Há uma coincidência perturbadora: os três regimes sul-americanos que melhor se identificaram às aspirações de melhoria de vida e dignidade das massas das periferias ostentam os piores indicadores econômicos da região. Em todos, o panorama se caracteriza por inflação em alta, crescimento em baixa, deterioração da posição fiscal e das contas externas, competitividade precária. Em compensação, seus índices sociais são tão favoráveis que até agora lhes vêm garantindo elevado apoio eleitoral, apesar da mediocridade da economia.
Trata-se de mera coincidência ou uma coisa seria consequência da outra? Trágico seria se assim fosse. Não se justifica, porém, atribuir as falhas dessas economias às conquistas sociais. Não só porque Bolívia e Equador, de semelhante orientação social, conseguem números econômicos razoáveis. Ademais, Chile e Peru, menos ideológicos, também dependentes de commodities, combinam os resultados econômicos mais brilhantes do continente com avanços sociais comparáveis aos distributivistas.
O desempenho insatisfatório dos maiores parece derivar, portanto, não de um compromisso maior com as causas populares, mas de defeitos no desenho e na execução de políticas públicas que se estendem além das estritamente econômicas.

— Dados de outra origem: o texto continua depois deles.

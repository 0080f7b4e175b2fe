// src/models/store_item.rs

use serde::{Deserialize, Serialize};
use sqlx::FromRow;

/// Represents the 'store_items' table in the database.
#[derive(Debug, Clone, PartialEq, FromRow, Serialize, Deserialize)]
pub struct StoreItem {
    pub id: String,
    pub name: String,
    pub description: String,
    pub price: i64,

    /// Item kind: 'theme', 'hint' or 'badge'.
    /// Mapped from the column 'type' since `type` is a reserved keyword in Rust.
    #[sqlx(rename = "type")]
    #[serde(rename = "type")]
    pub item_type: String,

    /// Payload applied when the item is used (theme name, hint amount, ...).
    pub value: String,
}
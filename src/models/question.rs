// src/models/question.rs

use serde::{Deserialize, Serialize};
use sqlx::{prelude::FromRow, types::Json};

/// Represents the 'questions' table in the database.
#[derive(Debug, Clone, PartialEq, FromRow, Serialize, Deserialize)]
pub struct Question {
    pub id: String,

    #[serde(rename(deserialize = "lessonId"), alias = "lesson_id")]
    pub lesson_id: String,

    /// The text content of the question.
    pub text: String,

    /// List of options (e.g., ["Option A", "Option B"]).
    /// Stored as a JSON array in the database.
    pub options: Json<Vec<String>>,

    /// Zero-based index into `options`.
    #[serde(rename(deserialize = "correctAnswer"), alias = "correct_answer")]
    pub correct_answer: i64,

    /// 'easy', 'medium' or 'hard'. Older questions may have none.
    #[serde(default)]
    pub difficulty: Option<String>,
}
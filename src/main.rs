// src/main.rs

use std::net::SocketAddr;

use tawjihi_backend::config::Config;
use tawjihi_backend::state::AppState;
use tawjihi_backend::{db, routes};
use tracing_subscriber::{EnvFilter, fmt, layer::SubscriberExt, util::SubscriberInitExt};

#[tokio::main]
async fn main() -> Result<(), Box<dyn std::error::Error>> {
    // Load configuration from environment (and .env, if present)
    let config = Config::from_env();

    let file_appender = tracing_appender::rolling::daily(&config.log_dir, "app.log");
    let (non_blocking, _guard) = tracing_appender::non_blocking(file_appender);
    let env_filter = EnvFilter::new(&config.rust_log);
    let stdout_layer = fmt::layer().with_writer(std::io::stdout).with_target(false);
    let file_layer = fmt::layer().with_writer(non_blocking).with_ansi(false);

    // Initialize Tracing (Logging)
    tracing_subscriber::registry()
        .with(env_filter)
        .with(stdout_layer)
        .with(file_layer)
        .init();

    let pool = db::connect(&config).await.map_err(|e| {
        tracing::error!("Failed to open database: {}", e);
        e
    })?;

    tracing::info!("Database connected...");

    // Ensure tables and default settings exist
    tracing::info!("Initializing schema...");
    db::init_schema(&pool).await.map_err(|e| {
        tracing::error!("Failed to initialize schema: {}", e);
        e
    })?;
    tracing::info!("Schema ready.");

    let addr: SocketAddr = format!("{}:{}", config.host, config.port).parse()?;

    // Create AppState
    let state = AppState {
        pool,
        config,
    };

    // Create the Axum application router
    let app = routes::create_router(state);

    tracing::info!("Listening on {}", addr);

    let listener = tokio::net::TcpListener::bind(addr).await?;

    // Start the server
    axum::serve(listener, app).await?;

    Ok(())
}
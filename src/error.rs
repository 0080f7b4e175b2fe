// src/error.rs

use axum::{
    Json,
    http::StatusCode,
    response::{IntoResponse, Response},
};
use serde_json::json;
use std::fmt;

/// Global Application Error Enum.
/// Centralizes error handling and mapping to HTTP responses.
#[derive(Debug)]
pub enum AppError {
    // 500 Internal Server Error
    InternalServerError(String),

    // 400 Bad Request (storage rejected a write, e.g. duplicate id)
    BadRequest(String),

    // 401 Unauthorized
    AuthError(String),
}

impl fmt::Display for AppError {
    fn fmt(&self, f: &mut fmt::Formatter<'_>) -> fmt::Result {
        match self {
            AppError::InternalServerError(msg) => write!(f, "internal error: {}", msg),
            AppError::BadRequest(msg) => write!(f, "bad request: {}", msg),
            AppError::AuthError(msg) => write!(f, "unauthorized: {}", msg),
        }
    }
}

impl std::error::Error for AppError {}

/// Implements `IntoResponse` for `AppError`.
/// Every error body has the shape `{"status": "error", "message": ...}`.
impl IntoResponse for AppError {
    fn into_response(self) -> Response {
        let (status, message) = match self {
            AppError::InternalServerError(msg) => {
                tracing::error!("Internal Server Error: {}", msg);
                (
                    StatusCode::INTERNAL_SERVER_ERROR,
                    "Internal Server Error".to_string(),
                )
            }
            AppError::BadRequest(msg) => (StatusCode::BAD_REQUEST, msg),
            AppError::AuthError(msg) => (StatusCode::UNAUTHORIZED, msg),
        };
        let body = Json(json!({
            "status": "error",
            "message": message,
        }));

        (status, body).into_response()
    }
}

/// Converts `sqlx::Error` into `AppError::InternalServerError`.
/// Allows using `?` operator on database queries.
impl From<sqlx::Error> for AppError {
    fn from(err: sqlx::Error) -> Self {
        AppError::InternalServerError(err.to_string())
    }
}
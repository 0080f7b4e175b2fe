// src/models/mod.rs

pub mod catalog;
pub mod hierarchy;
pub mod question;
pub mod quiz_result;
pub mod store_item;
pub mod user;
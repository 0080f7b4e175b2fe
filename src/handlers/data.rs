// src/handlers/data.rs

use axum::{Json, extract::State, response::IntoResponse};
use sqlx::SqlitePool;

use crate::{
    db::fetch_announcement,
    error::AppError,
    models::{
        catalog::GlobalData,
        hierarchy::{Lesson, Semester, Subject, Unit},
        question::Question,
        store_item::StoreItem,
    },
};

/// Returns every subject, semester, unit, lesson, question and store item
/// together with the current announcement.
///
/// Full table scans, no filtering or paging. Question options come back as lists.
pub async fn get_all_data(State(pool): State<SqlitePool>) -> Result<impl IntoResponse, AppError> {
    let subjects = sqlx::query_as::<_, Subject>("SELECT id, name FROM subjects")
        .fetch_all(&pool)
        .await?;

    let semesters = sqlx::query_as::<_, Semester>("SELECT id, subject_id, name FROM semesters")
        .fetch_all(&pool)
        .await?;

    let units = sqlx::query_as::<_, Unit>("SELECT id, semester_id, name FROM units")
        .fetch_all(&pool)
        .await?;

    let lessons = sqlx::query_as::<_, Lesson>("SELECT id, unit_id, name FROM lessons")
        .fetch_all(&pool)
        .await?;

    let questions = sqlx::query_as::<_, Question>(
        r#"
        SELECT id, lesson_id, text, options, correct_answer, difficulty
        FROM questions
        "#,
    )
    .fetch_all(&pool)
    .await
    .map_err(|e| {
        tracing::error!("Failed to fetch questions: {:?}", e);
        AppError::InternalServerError(e.to_string())
    })?;

    let store_items = sqlx::query_as::<_, StoreItem>(
        "SELECT id, name, description, price, type, value FROM store_items",
    )
    .fetch_all(&pool)
    .await?;

    let announcement = fetch_announcement(&pool).await?;

    Ok(Json(GlobalData {
        subjects,
        semesters,
        units,
        lessons,
        questions,
        store_items,
        announcement,
    }))
}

No Brasil, é o que se vê no vasto cemitério de desgoverno que vai da proliferação de ministérios ao atraso de obras bilionárias, da crise do programa do etanol ao retrocesso na matriz energética, da politização e corrupção das agências reguladoras à inexplicável obsessão do trem-bala. Como o dinheiro do trem aliviaria muito mais o sofrimento dos trabalhadores se aplicado em metrô e trens urbanos, o exemplo revela que a preocupação social está longe de ser decisiva.
Esses governos erram pelos motivos usuais: incompetência, idiossincrasias e caprichos de dirigentes, excessiva indulgência com fisiologismo político, corrupção. Desculpá-los com nobres motivações sociais e ideológicas equivale a afirmar que o preço do combate à desigualdade e à pobreza passa pelo desgoverno e pelo desperdício. E constitui, no fundo, um desserviço a esses mesmos regimes.
Com efeito, eles só se salvarão se corrigirem suas políticas e voltarem a crescer, a fim de assegurar a sustentabilidade dos avanços sociais.
Do contrário, a combinação dos maus resultados econômicos com a saída de cena de Nestor Kirchner, Hugo Chávez e Lula cedo ou tarde encerrará mais um ciclo desapontador na história das frustrações sul-americanas.